▸ **Exercise objective**
Pull every line holding the word "kind" out of the data and copy it.
Dataset entries: Begin
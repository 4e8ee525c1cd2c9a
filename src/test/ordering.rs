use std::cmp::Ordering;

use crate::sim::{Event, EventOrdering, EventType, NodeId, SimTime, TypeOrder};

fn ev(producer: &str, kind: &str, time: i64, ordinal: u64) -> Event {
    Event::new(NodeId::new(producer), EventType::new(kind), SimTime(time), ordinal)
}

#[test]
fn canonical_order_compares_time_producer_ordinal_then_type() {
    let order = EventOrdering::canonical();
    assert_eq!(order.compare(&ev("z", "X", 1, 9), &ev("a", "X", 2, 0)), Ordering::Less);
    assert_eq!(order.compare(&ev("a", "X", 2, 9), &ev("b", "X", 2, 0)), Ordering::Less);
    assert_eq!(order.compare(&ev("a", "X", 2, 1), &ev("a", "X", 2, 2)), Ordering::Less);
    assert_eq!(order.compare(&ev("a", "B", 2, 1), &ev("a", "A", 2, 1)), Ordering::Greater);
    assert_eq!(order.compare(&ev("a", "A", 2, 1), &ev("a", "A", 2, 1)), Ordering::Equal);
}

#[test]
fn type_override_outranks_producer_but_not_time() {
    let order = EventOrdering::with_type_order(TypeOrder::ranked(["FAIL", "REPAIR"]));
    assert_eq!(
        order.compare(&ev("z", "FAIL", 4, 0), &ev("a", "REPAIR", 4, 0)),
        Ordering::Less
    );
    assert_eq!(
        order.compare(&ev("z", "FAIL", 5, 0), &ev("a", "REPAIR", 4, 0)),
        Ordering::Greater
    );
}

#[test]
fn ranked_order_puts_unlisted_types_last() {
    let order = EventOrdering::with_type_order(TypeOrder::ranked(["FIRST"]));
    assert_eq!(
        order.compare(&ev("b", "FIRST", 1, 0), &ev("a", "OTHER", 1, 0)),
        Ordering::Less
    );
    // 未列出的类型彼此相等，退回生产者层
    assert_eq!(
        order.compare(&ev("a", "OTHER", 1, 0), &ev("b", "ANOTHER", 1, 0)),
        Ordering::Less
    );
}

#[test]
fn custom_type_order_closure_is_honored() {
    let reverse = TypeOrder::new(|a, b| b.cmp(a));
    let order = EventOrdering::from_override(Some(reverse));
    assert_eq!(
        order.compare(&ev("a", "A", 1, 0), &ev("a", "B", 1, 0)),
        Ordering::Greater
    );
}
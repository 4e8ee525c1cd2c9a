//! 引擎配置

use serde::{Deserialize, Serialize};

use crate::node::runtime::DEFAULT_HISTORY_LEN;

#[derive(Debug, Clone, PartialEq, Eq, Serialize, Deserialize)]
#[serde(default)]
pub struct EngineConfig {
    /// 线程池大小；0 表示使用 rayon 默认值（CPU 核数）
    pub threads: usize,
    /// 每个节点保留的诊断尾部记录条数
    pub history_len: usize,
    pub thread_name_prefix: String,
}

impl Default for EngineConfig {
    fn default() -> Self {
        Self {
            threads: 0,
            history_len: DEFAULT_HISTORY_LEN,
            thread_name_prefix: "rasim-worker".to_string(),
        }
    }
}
Dataset entries: End
▸ **Your response**
fn ev(producer: &str, kind: &str, time: i64, ordinal: u64) -> Event {
    Event::new(NodeId::new(producer), EventType::new(kind), SimTime(time), ordinal)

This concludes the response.